Perhaps we’re just slipping. Under these conditions…? We’ve been curious about this for months now, though, and honestly do not recall having seen it addressed. We are not suggesting a conspiracy. We haven’t slipped that much yet.
There does seem to be, though, less by design than from habit and convention, a general reluctance among some news operation—those which one might classify as unavoidable, or ubiquitous—to ask a certain sort of question. Some questions yield answers which, if honest and correct, lead the reader to an uncomfortable choice: existential despair, or revolution?
Other news organizations, of course, deal with this sort of question routinely. For our troubles, we are widely ignored.
When our more profit-oriented colleagues universally adopted a new morbid milestone this week—more Americans have now died from Covid-19 than were killed in the First World War—that finally tripped our trigger.
Getting the answer, it turned out, was easier than we had expected. The answer, however, was worse.
OurWorldInData.org has compiled all the relevant data, from reliable sources, and built an interface easy enough even for us to use. We dialed in our request, and it returned this chart (below)—in color. We considered, for consistency, converting the chart to black and white; color does seem to help, though.
What it shows is that, at the pandemic’s worst (so far), one Chinese citizen out of every million was dying every ten days.
Meanwhile, out of every million U.S. citizens, nearly ten are dying every day.
Roughly speaking, it appears from our inquiry that China and Cuba are both outperforming the U.S. by a factor of 100 to one.
The Second Tulsa Massacre
Thanks to the de facto censorship imposed on our public schools by the forces of conservatism, few white Americans were aware until very recently of the bloody 1921 Tulsa Massacre. Most of those who were, learned about it last year by watching the terrific HBO series “Watchmen.” Believed to be “the single worst incident of racial violence in American history,” a white mob reduced the wealthiest black community in the U.S. to smoking rubble, killing hundreds in the process.
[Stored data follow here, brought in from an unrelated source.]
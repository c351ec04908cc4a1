// crates/types/src/job.rs
//! Migration job records and the status-event merge rule.
//!
//! A `Job` is mutated exclusively by merging `JobUpdate`s: partial,
//! Job-shaped records arriving from the realtime stream or from status
//! polls. The merge is idempotent and tolerates duplicate and
//! out-of-order delivery: stale updates (older `updatedAt`) are
//! rejected, and terminal jobs accept no further mutation.

use chrono::{DateTime, Utc};
use serde::{Deserialize, Serialize};
use tracing::debug;

/// Status of a migration job. Transitions form a DAG; completed,
/// failed and cancelled are terminal.
#[derive(Debug, Clone, Copy, PartialEq, Eq, Serialize, Deserialize)]
#[serde(rename_all = "snake_case")]
pub enum JobStatus {
    Pending,
    InProgress,
    Paused,
    Completed,
    Failed,
    Cancelled,
}

impl JobStatus {
    pub fn is_terminal(&self) -> bool {
        matches!(
            self,
            JobStatus::Completed | JobStatus::Failed | JobStatus::Cancelled
        )
    }

    /// Whether the transition `self -> to` is allowed.
    ///
    /// pending -> in_progress | completed | failed | cancelled
    /// in_progress -> paused | completed | failed | cancelled
    /// paused -> in_progress | cancelled
    /// terminal -> (nothing)
    ///
    /// A pending job may go terminal directly: the backend cancels or
    /// fails jobs that never reached in_progress.
    pub fn can_transition(self, to: JobStatus) -> bool {
        use JobStatus::*;
        match self {
            Pending => matches!(to, InProgress | Completed | Failed | Cancelled),
            InProgress => matches!(to, Paused | Completed | Failed | Cancelled),
            Paused => matches!(to, InProgress | Cancelled),
            Completed | Failed | Cancelled => false,
        }
    }

    pub fn as_str(&self) -> &'static str {
        match self {
            JobStatus::Pending => "pending",
            JobStatus::InProgress => "in_progress",
            JobStatus::Paused => "paused",
            JobStatus::Completed => "completed",
            JobStatus::Failed => "failed",
            JobStatus::Cancelled => "cancelled",
        }
    }
}

impl std::fmt::Display for JobStatus {
    fn fmt(&self, f: &mut std::fmt::Formatter<'_>) -> std::fmt::Result {
        f.write_str(self.as_str())
    }
}

/// What a migration job moves.
#[derive(Debug, Clone, Copy, PartialEq, Eq, Serialize, Deserialize)]
#[serde(rename_all = "lowercase")]
pub enum MigrationCategory {
    Mail,
    Contacts,
    Calendar,
    Drive,
    All,
}

impl MigrationCategory {
    pub fn as_str(&self) -> &'static str {
        match self {
            MigrationCategory::Mail => "mail",
            MigrationCategory::Contacts => "contacts",
            MigrationCategory::Calendar => "calendar",
            MigrationCategory::Drive => "drive",
            MigrationCategory::All => "all",
        }
    }
}

impl std::fmt::Display for MigrationCategory {
    fn fmt(&self, f: &mut std::fmt::Formatter<'_>) -> std::fmt::Result {
        f.write_str(self.as_str())
    }
}

impl std::str::FromStr for MigrationCategory {
    type Err = String;

    fn from_str(s: &str) -> Result<Self, Self::Err> {
        match s.to_ascii_lowercase().as_str() {
            "mail" => Ok(MigrationCategory::Mail),
            "contacts" => Ok(MigrationCategory::Contacts),
            "calendar" => Ok(MigrationCategory::Calendar),
            "drive" => Ok(MigrationCategory::Drive),
            "all" => Ok(MigrationCategory::All),
            other => Err(format!("unknown migration category: {other}")),
        }
    }
}

/// A migration job as known to the client. Server-authoritative; the
/// only locally fabricated instance is the start-migration placeholder.
#[derive(Debug, Clone, PartialEq, Serialize, Deserialize)]
#[serde(rename_all = "camelCase")]
pub struct Job {
    pub job_id: String,
    #[serde(default, skip_serializing_if = "Option::is_none")]
    pub user_id: Option<String>,
    #[serde(default, skip_serializing_if = "Option::is_none")]
    pub user_email: Option<String>,
    #[serde(default, skip_serializing_if = "Option::is_none")]
    pub migration_type: Option<MigrationCategory>,
    pub status: JobStatus,
    /// Integer percentage, 0..=100.
    pub progress: u8,
    #[serde(default)]
    pub total_items: u32,
    #[serde(default)]
    pub processed_items: u32,
    #[serde(default, skip_serializing_if = "Option::is_none")]
    pub message: Option<String>,
    #[serde(default, skip_serializing_if = "Option::is_none")]
    pub started_at: Option<DateTime<Utc>>,
    #[serde(default, skip_serializing_if = "Option::is_none")]
    pub updated_at: Option<DateTime<Utc>>,
}

/// A partial job record, as carried by realtime frames and poll
/// responses. Every field except `jobId` is optional.
#[derive(Debug, Clone, Default, PartialEq, Serialize, Deserialize)]
#[serde(rename_all = "camelCase")]
pub struct JobUpdate {
    pub job_id: String,
    #[serde(default, skip_serializing_if = "Option::is_none")]
    pub user_id: Option<String>,
    #[serde(default, skip_serializing_if = "Option::is_none")]
    pub user_email: Option<String>,
    #[serde(default, skip_serializing_if = "Option::is_none")]
    pub migration_type: Option<MigrationCategory>,
    #[serde(default, skip_serializing_if = "Option::is_none")]
    pub status: Option<JobStatus>,
    #[serde(default, skip_serializing_if = "Option::is_none")]
    pub progress: Option<u8>,
    #[serde(default, skip_serializing_if = "Option::is_none")]
    pub total_items: Option<u32>,
    #[serde(default, skip_serializing_if = "Option::is_none")]
    pub processed_items: Option<u32>,
    #[serde(default, skip_serializing_if = "Option::is_none")]
    pub message: Option<String>,
    #[serde(default, skip_serializing_if = "Option::is_none")]
    pub started_at: Option<DateTime<Utc>>,
    #[serde(default, skip_serializing_if = "Option::is_none")]
    pub updated_at: Option<DateTime<Utc>>,
}

/// What a merge did, for the caller to act on.
#[derive(Debug, Clone, Copy, Default, PartialEq, Eq)]
pub struct MergeOutcome {
    pub changed: bool,
    /// Set when this merge moved the job into a terminal status.
    /// Because terminal jobs are frozen, this fires at most once per
    /// job no matter how often the terminal event is re-delivered.
    pub entered_terminal: Option<JobStatus>,
}

impl MergeOutcome {
    fn unchanged() -> Self {
        Self::default()
    }

    /// Combine outcomes for the same update applied to two copies of
    /// the same job (job list entry and current-job pointer).
    pub fn or(self, other: MergeOutcome) -> MergeOutcome {
        MergeOutcome {
            changed: self.changed || other.changed,
            entered_terminal: self.entered_terminal.or(other.entered_terminal),
        }
    }
}

impl Job {
    /// The synthetic current-job record installed right after a start
    /// command succeeds, before the first authoritative event arrives.
    pub fn placeholder(job_id: impl Into<String>, category: MigrationCategory) -> Self {
        Self {
            job_id: job_id.into(),
            user_id: None,
            user_email: None,
            migration_type: Some(category),
            status: JobStatus::InProgress,
            progress: 0,
            total_items: 0,
            processed_items: 0,
            message: Some("Migration starting...".to_string()),
            started_at: Some(Utc::now()),
            updated_at: None,
        }
    }

    /// Merge a partial update into this job, incoming fields winning.
    ///
    /// Rejected outright: updates for a different job, updates older
    /// than the stored `updatedAt`, and any update once the job is
    /// terminal. A status change that the transition DAG forbids is
    /// dropped while the remaining fields still merge.
    pub fn apply(&mut self, update: &JobUpdate) -> MergeOutcome {
        if update.job_id != self.job_id {
            return MergeOutcome::unchanged();
        }
        if self.status.is_terminal() {
            debug!(job_id = %self.job_id, status = %self.status, "ignoring update for terminal job");
            return MergeOutcome::unchanged();
        }
        if let (Some(incoming), Some(current)) = (update.updated_at, self.updated_at) {
            if incoming < current {
                debug!(job_id = %self.job_id, %incoming, %current, "ignoring stale update");
                return MergeOutcome::unchanged();
            }
        }

        let mut changed = false;
        let mut entered_terminal = None;

        if let Some(status) = update.status {
            if status != self.status {
                if self.status.can_transition(status) {
                    self.status = status;
                    changed = true;
                    if status.is_terminal() {
                        entered_terminal = Some(status);
                    }
                } else {
                    debug!(
                        job_id = %self.job_id,
                        from = %self.status,
                        to = %status,
                        "dropping status change outside the transition table"
                    );
                }
            }
        }

        macro_rules! merge_field {
            ($field:ident) => {
                if let Some(value) = &update.$field {
                    if self.$field.as_ref() != Some(value) {
                        self.$field = Some(value.clone());
                        changed = true;
                    }
                }
            };
        }
        merge_field!(user_id);
        merge_field!(user_email);
        merge_field!(message);

        if let Some(category) = update.migration_type {
            if self.migration_type != Some(category) {
                self.migration_type = Some(category);
                changed = true;
            }
        }
        if let Some(progress) = update.progress {
            if self.progress != progress {
                self.progress = progress;
                changed = true;
            }
        }
        if let Some(total) = update.total_items {
            if self.total_items != total {
                self.total_items = total;
                changed = true;
            }
        }
        if let Some(processed) = update.processed_items {
            if self.processed_items != processed {
                self.processed_items = processed;
                changed = true;
            }
        }
        if let Some(started) = update.started_at {
            if self.started_at != Some(started) {
                self.started_at = Some(started);
                changed = true;
            }
        }
        if let Some(updated) = update.updated_at {
            if self.updated_at != Some(updated) {
                self.updated_at = Some(updated);
                changed = true;
            }
        }

        MergeOutcome {
            changed,
            entered_terminal,
        }
    }
}

impl JobUpdate {
    /// Materialize a full job from a partial record, for adopting an
    /// event that arrived before any local knowledge of the job.
    pub fn into_job(self) -> Job {
        Job {
            job_id: self.job_id,
            user_id: self.user_id,
            user_email: self.user_email,
            migration_type: self.migration_type,
            status: self.status.unwrap_or(JobStatus::Pending),
            progress: self.progress.unwrap_or(0),
            total_items: self.total_items.unwrap_or(0),
            processed_items: self.processed_items.unwrap_or(0),
            message: self.message,
            started_at: self.started_at,
            updated_at: self.updated_at,
        }
    }
}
Recently, President Trump has increased the general awareness of that terrible crime by scheduling a campaign rally in Tulsa to take place on Juneteenth—which celebrates the end of slavery after the alleged defeat of the South in the Civil War.
We can probably rule out public education as Trump’s motive, though. More likely he was taking his cue from Ronald Reagan, who kicked off his 1980 Presidential campaign with a rally in Neshoba County, Mississippi, just a few miles from the site where three civil rights workers, James Chaney, Andrew Goodman, and Michael Schwerner, were murdered 16 years earlier.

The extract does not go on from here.